The biggest challenge with quick workouts is that they are designed to be hard. If you only have 15 minutes to workout with your dog, you better make it intense so that you can both reap the benefits. Using the same level of intensity as your normal longer workouts, although better than nothing, will not be effective in keeping or building fitness in the long run. As always, ask your vet and your doctor for approval before you and your dog begin an exercise program.
3 Quick and Effective Workout Programs for you and your Dog
There are many ways to structure an effective and quick workout for you and your dog. Remember to include time for warm up and cool down as well. One rule of thumb is to spend as much time warming up and cooling down as you do working intensely.

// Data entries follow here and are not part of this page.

impl AdminService {
    pub fn new(
        kitchens: Arc<dyn KitchenRepository>,
        menu_items: Arc<dyn MenuItemRepository>,
        ordering_links: Arc<dyn OrderingLinkRepository>,
        locations: Arc<dyn LocationRepository>,
    ) -> Self {
        Self {
            kitchens,
            menu_items,
            ordering_links,
            locations,
        }
    }

    // ------------------------------------------------------------------
    // Kitchens
    // ------------------------------------------------------------------

    pub async fn list_kitchens(&self) -> Result<Vec<Kitchen>, DomainError> {
        self.kitchens.list().await
    }

    /// Kitchen plus its menu items and ordering links. The two child
    /// fetches run concurrently; each fails independently.
    pub async fn kitchen_detail(&self, id: &Uuid) -> Result<KitchenDetail, DomainError> {
        let kitchen = self
            .kitchens
            .find_by_id(id)
            .await?
            .ok_or(DomainError::KitchenNotFound)?;

        let (menu_items, ordering_links) = tokio::join!(
            self.menu_items.list_by_kitchen(id),
            self.ordering_links.list_by_kitchen(id),
        );

        Ok(KitchenDetail {
            kitchen,
            menu_items: menu_items?,
            ordering_links: ordering_links?,
        })
    }

    pub async fn upsert_kitchen(&self, draft: KitchenDraft) -> Result<Kitchen, DomainError> {
        match draft.id {
            None => {
                let mut kitchen = Kitchen::new(
                    draft.location_id,
                    draft.name,
                    draft.description,
                    draft.logo_url,
                    draft.header_image_url,
                    draft.phone_number,
                    draft.sort_order,
                )?;
                kitchen.is_active = draft.is_active;
                info!("Creating kitchen: {}", kitchen.name);
                self.kitchens.create(&kitchen).await
            }
            Some(id) => {
                let mut kitchen = self
                    .kitchens
                    .find_by_id(&id)
                    .await?
                    .ok_or(DomainError::KitchenNotFound)?;
                kitchen.location_id = draft.location_id;
                kitchen.name = draft.name.trim().to_string();
                kitchen.description = draft.description.filter(|d| !d.trim().is_empty());
                kitchen.logo_url = draft.logo_url.filter(|u| !u.trim().is_empty());
                kitchen.header_image_url =
                    draft.header_image_url.filter(|u| !u.trim().is_empty());
                kitchen.phone_number = draft.phone_number.filter(|p| !p.trim().is_empty());
                kitchen.sort_order = draft.sort_order;
                kitchen.is_active = draft.is_active;
                kitchen.updated_at = Some(Utc::now());
                kitchen.validate()?;
                self.kitchens.update(&kitchen).await
            }
        }
    }

    pub async fn delete_kitchen(&self, id: &Uuid) -> Result<(), DomainError> {
        info!("Deleting kitchen {}", id);
        self.kitchens.delete(id).await
    }

    // ------------------------------------------------------------------
    // Menu items
    // ------------------------------------------------------------------

    pub async fn list_menu_items(&self, kitchen_id: &Uuid) -> Result<Vec<MenuItem>, DomainError> {
        self.menu_items.list_by_kitchen(kitchen_id).await
    }

    pub async fn upsert_menu_item(&self, draft: MenuItemDraft) -> Result<MenuItem, DomainError> {
        match draft.id {
            None => {
                let item = MenuItem::new(
                    draft.kitchen_id,
                    draft.name,
                    draft.description,
                    draft.category,
                    draft.category_sort_order,
                    draft.price,
                    draft.image_url,
                    draft.is_vegetarian,
                    draft.is_available,
                    draft.tags,
                )?;
                info!("Creating menu item: {}", item.name);
                self.menu_items.create(&item).await
            }
            Some(id) => {
                let mut item = self
                    .menu_items
                    .find_by_id(&id)
                    .await?
                    .ok_or(DomainError::MenuItemNotFound)?;
                item.kitchen_id = draft.kitchen_id;
                item.name = draft.name.trim().to_string();
                item.description = draft.description.filter(|d| !d.trim().is_empty());
                item.category = draft
                    .category
                    .map(|c| c.trim().to_string())
                    .filter(|c| !c.is_empty());
                item.category_sort_order = Some(
                    draft
                        .category_sort_order
                        .unwrap_or(DEFAULT_CATEGORY_SORT_ORDER),
                );
                item.price = draft.price;
                item.image_url = draft.image_url.filter(|u| !u.trim().is_empty());
                item.is_vegetarian = draft.is_vegetarian;
                item.is_available = draft.is_available;
                item.tags = draft.tags.filter(|t| !t.trim().is_empty());
                item.updated_at = Some(Utc::now());
                item.validate()?;
                self.menu_items.update(&item).await
            }
        }
    }

    pub async fn delete_menu_item(&self, id: &Uuid) -> Result<(), DomainError> {
        info!("Deleting menu item {}", id);
        self.menu_items.delete(id).await
    }

    // ------------------------------------------------------------------
    // Ordering links
    // ------------------------------------------------------------------

    pub async fn list_ordering_links(
        &self,
        kitchen_id: &Uuid,
    ) -> Result<Vec<OrderingLink>, DomainError> {
        self.ordering_links.list_by_kitchen(kitchen_id).await
    }

    /// Replace a kitchen's link set with the submitted one: links whose id
    /// is no longer present are deleted, the rest are updated or inserted.
    pub async fn replace_ordering_links(
        &self,
        kitchen_id: &Uuid,
        drafts: Vec<OrderingLinkDraft>,
    ) -> Result<Vec<OrderingLink>, DomainError> {
        let existing = self.ordering_links.list_by_kitchen(kitchen_id).await?;

        let kept_ids: Vec<Uuid> = drafts.iter().filter_map(|d| d.id).collect();
        let to_delete: Vec<Uuid> = existing
            .iter()
            .map(|l| l.id)
            .filter(|id| !kept_ids.contains(id))
            .collect();
        if !to_delete.is_empty() {
            info!(
                "Removing {} ordering links from kitchen {}",
                to_delete.len(),
                kitchen_id
            );
            self.ordering_links.delete_many(&to_delete).await?;
        }

        let mut saved = Vec::with_capacity(drafts.len());
        for draft in drafts {
            match draft.id {
                None => {
                    let link = OrderingLink::new(
                        *kitchen_id,
                        draft.platform_name,
                        draft.url,
                        draft.logo_url,
                    )?;
                    saved.push(self.ordering_links.create(&link).await?);
                }
                Some(id) => {
                    let mut link = existing
                        .iter()
                        .find(|l| l.id == id)
                        .cloned()
                        .ok_or(DomainError::OrderingLinkNotFound)?;
                    link.platform_name = draft.platform_name.trim().to_string();
                    link.url = draft.url.trim().to_string();
                    link.logo_url = draft
                        .logo_url
                        .map(|u| u.trim().to_string())
                        .filter(|u| !u.is_empty());
                    link.validate()?;
                    saved.push(self.ordering_links.update(&link).await?);
                }
            }
        }
        Ok(saved)
    }

    pub async fn delete_ordering_link(&self, id: &Uuid) -> Result<(), DomainError> {
        self.ordering_links.delete(id).await
    }

    // ------------------------------------------------------------------
    // Locations
    // ------------------------------------------------------------------

    pub async fn list_locations(&self) -> Result<Vec<Location>, DomainError> {
        self.locations.list().await
    }

    pub async fn upsert_location(&self, draft: LocationDraft) -> Result<Location, DomainError> {
        match draft.id {
            None => {
                let mut location = Location::new(
                    draft.name,
                    draft.nick_name,
                    draft.address,
                    draft.phone_number,
                    draft.sort_order,
                    draft.is_default,
                )?;
                location.is_active = draft.is_active;
                info!("Creating location: {}", location.name);
                self.locations.create(&location).await
            }
            Some(id) => {
                let mut location = self
                    .locations
                    .find_by_id(&id)
                    .await?
                    .ok_or(DomainError::LocationNotFound)?;
                location.name = draft.name.trim().to_string();
                location.nick_name = draft.nick_name.trim().to_string();
                location.address = draft.address.trim().to_string();
                location.phone_number = draft.phone_number.filter(|p| !p.trim().is_empty());
                location.sort_order = draft.sort_order;
                location.is_default = draft.is_default;
                location.is_active = draft.is_active;
                location.updated_at = Some(Utc::now());
                location.validate()?;
                self.locations.update(&location).await
            }
        }
    }

    pub async fn delete_location(&self, id: &Uuid) -> Result<(), DomainError> {
        info!("Deleting location {}", id);
        self.locations.delete(id).await
    }
}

For example, if you have a total of 15 minutes to train, warm up for about 4 minutes, train for 8 minutes, and cool down for 3 minutes.

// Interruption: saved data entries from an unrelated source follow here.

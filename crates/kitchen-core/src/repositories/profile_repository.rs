//! Profile repository trait (port)

use async_trait::async_trait;
use uuid::Uuid;

use crate::domain::Profile;
use crate::error::DomainError;

#[cfg_attr(test, mockall::automock)]
#[async_trait]
pub trait ProfileRepository: Send + Sync {
    async fn find_by_email(&self, email: &str) -> Result<Option<Profile>, DomainError>;
    async fn find_by_id(&self, id: &Uuid) -> Result<Option<Profile>, DomainError>;
}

One of the more popular high intensity workout approaches is called the Tabata Protocol. This workout routine dictates a 2 to 1 work to rest ratio with 20 seconds of full effort, followed by 10 seconds of rest for a total of 8 sets of the target exercise. The Tabata workout takes a total of 4 minutes (not including warm up/cool down). For humans, an example is Tabata squats, where you would do 20 seconds of unweighted squats, as fast as you can, followed by 10 seconds of rest, and repeat 8 times. For a dog, you could follow the same structure, and use any move that they are trained to do, such as sit or sit pretty. The hard part about doing this type of training with your dog is that you can’t easily make them go as fast as possible during the 20 second work interval. Do the best you can and move through the sequence diligently.
For those with more time than 4 minutes, try stringing 2 or more Tabtata sets together using different exercises. For a human example, try a Tabata set of squats and then after the 8 sets, immediately begin a Tabata sequence of pushups. For dogs, try Tabata sit for the 8 sets followed by 8 sets of down (have your dog lie down, get back up, and repeat as many times as possible during the 20 seconds). Or try any canine circuit that you normally do and apply the Tabata protocol to make it more intense.

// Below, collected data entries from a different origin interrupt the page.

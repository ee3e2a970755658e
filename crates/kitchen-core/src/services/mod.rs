//! Domain services

pub mod admin_service;
pub mod auth_service;
pub mod catalog_service;
pub mod directory_service;

pub use admin_service::{
    AdminService, KitchenDraft, LocationDraft, MenuItemDraft, OrderingLinkDraft,
};
pub use auth_service::AuthService;
pub use catalog_service::{CatalogService, KitchenMenu};
pub use directory_service::{DirectoryService, LocationKitchens, ResolvedLocation};
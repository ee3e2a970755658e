//! Location repository trait (port)

use async_trait::async_trait;
use uuid::Uuid;

use crate::domain::Location;
use crate::error::DomainError;

#[cfg_attr(test, mockall::automock)]
#[async_trait]
pub trait LocationRepository: Send + Sync {
    /// All locations, is_default descending then name ascending.
    async fn list(&self) -> Result<Vec<Location>, DomainError>;

    /// Active locations only, same ordering as `list`.
    async fn list_active(&self) -> Result<Vec<Location>, DomainError>;

    async fn find_by_id(&self, id: &Uuid) -> Result<Option<Location>, DomainError>;
    async fn create(&self, location: &Location) -> Result<Location, DomainError>;
    async fn update(&self, location: &Location) -> Result<Location, DomainError>;
    async fn delete(&self, id: &Uuid) -> Result<(), DomainError>;
}
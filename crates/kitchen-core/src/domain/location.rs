//! Location entity

use chrono::{DateTime, Utc};
use serde::{Deserialize, Serialize};
use uuid::Uuid;
use validator::Validate;

use super::PHONE_NUMBER_RE;

/// A physical site hosting a subset of kitchens. `nick_name` is the
/// URL-facing identifier used by the public directory routes.
#[derive(Debug, Clone, Serialize, Deserialize, Validate)]
pub struct Location {
    pub id: Uuid,

    #[validate(length(min = 2, max = 100, message = "Location name must be between 2 and 100 characters"))]
    pub name: String,

    #[validate(length(min = 1, max = 50, message = "Nickname is required"))]
    pub nick_name: String,

    #[validate(length(min = 1, max = 255, message = "Address is required"))]
    pub address: String,

    #[validate(regex(path = *PHONE_NUMBER_RE, message = "Invalid phone number format"))]
    pub phone_number: Option<String>,

    pub sort_order: i32,
    pub is_default: bool,
    pub is_active: bool,

    pub created_at: Option<DateTime<Utc>>,
    pub updated_at: Option<DateTime<Utc>>,
}

impl Location {
    #[allow(clippy::too_many_arguments)]
    pub fn new(
        name: String,
        nick_name: String,
        address: String,
        phone_number: Option<String>,
        sort_order: i32,
        is_default: bool,
    ) -> Result<Self, validator::ValidationErrors> {
        let location = Self {
            id: Uuid::new_v4(),
            name: name.trim().to_string(),
            nick_name: nick_name.trim().to_string(),
            address: address.trim().to_string(),
            phone_number: phone_number.filter(|p| !p.trim().is_empty()),
            sort_order,
            is_default,
            is_active: true,
            created_at: Some(Utc::now()),
            updated_at: None,
        };

        location.validate()?;
        Ok(location)
    }

    pub fn matches_nick_name(&self, nick: &str) -> bool {
        self.nick_name.eq_ignore_ascii_case(nick.trim())
    }
}

#[cfg(test)]
mod tests {
    use super::*;

    #[test]
    fn test_create_location() {
        let location = Location::new(
            "Downtown Commissary".to_string(),
            "downtown".to_string(),
            "41 Main St".to_string(),
            Some("555-0042".to_string()),
            1,
            true,
        );
        assert!(location.is_ok());
        assert!(location.unwrap().matches_nick_name("Downtown"));
    }
}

The best part about sprinting is that it is, by definition, an intense exercise. It is also easy to do with your dog. If you are pressed for time, then minimize the rest periods to keep your heart rates elevated. I do not recommend the Tabata timing for sprints and prefer to use a 1 x 2 work to rest ratio. This means that you would sprint for, say 10 seconds, and rest for 20 seconds and then repeat. This will be very challenging. Run sprints for a minimum of 8 sets depending on your time constraints.
Another great way to create a short but intense workout is to use a circuit approach. The idea behind a circuit is that you work one group of muscles and then let these muscles rest while you move to another muscle group, pausing between sets only long enough to get to the next station. A good example for a human would be a circuit of squats followed by pushups and then pullups, performing one set of each to near failure, and then repeating for 2-5 circuits. Either move straight through all circuits or rest briefly in between each circuit, depending on your time constraints and fitness levels. You can do circuits with your dog by having them fetch or lie down as you perform each movement. Even better, design a canine circuit using sit, balance work, and a quick, short back and forth sprint.
Each one of the workouts above can be done in as little as four minutes (plus warm up and cool down) for a total time of as little as 8 minutes! Yes, you heard that right, you and your dog can get fit and burn calories in only 8 minutes, as long as you push it during the work interval. Try it out, stop the excuses, and let us know how you do.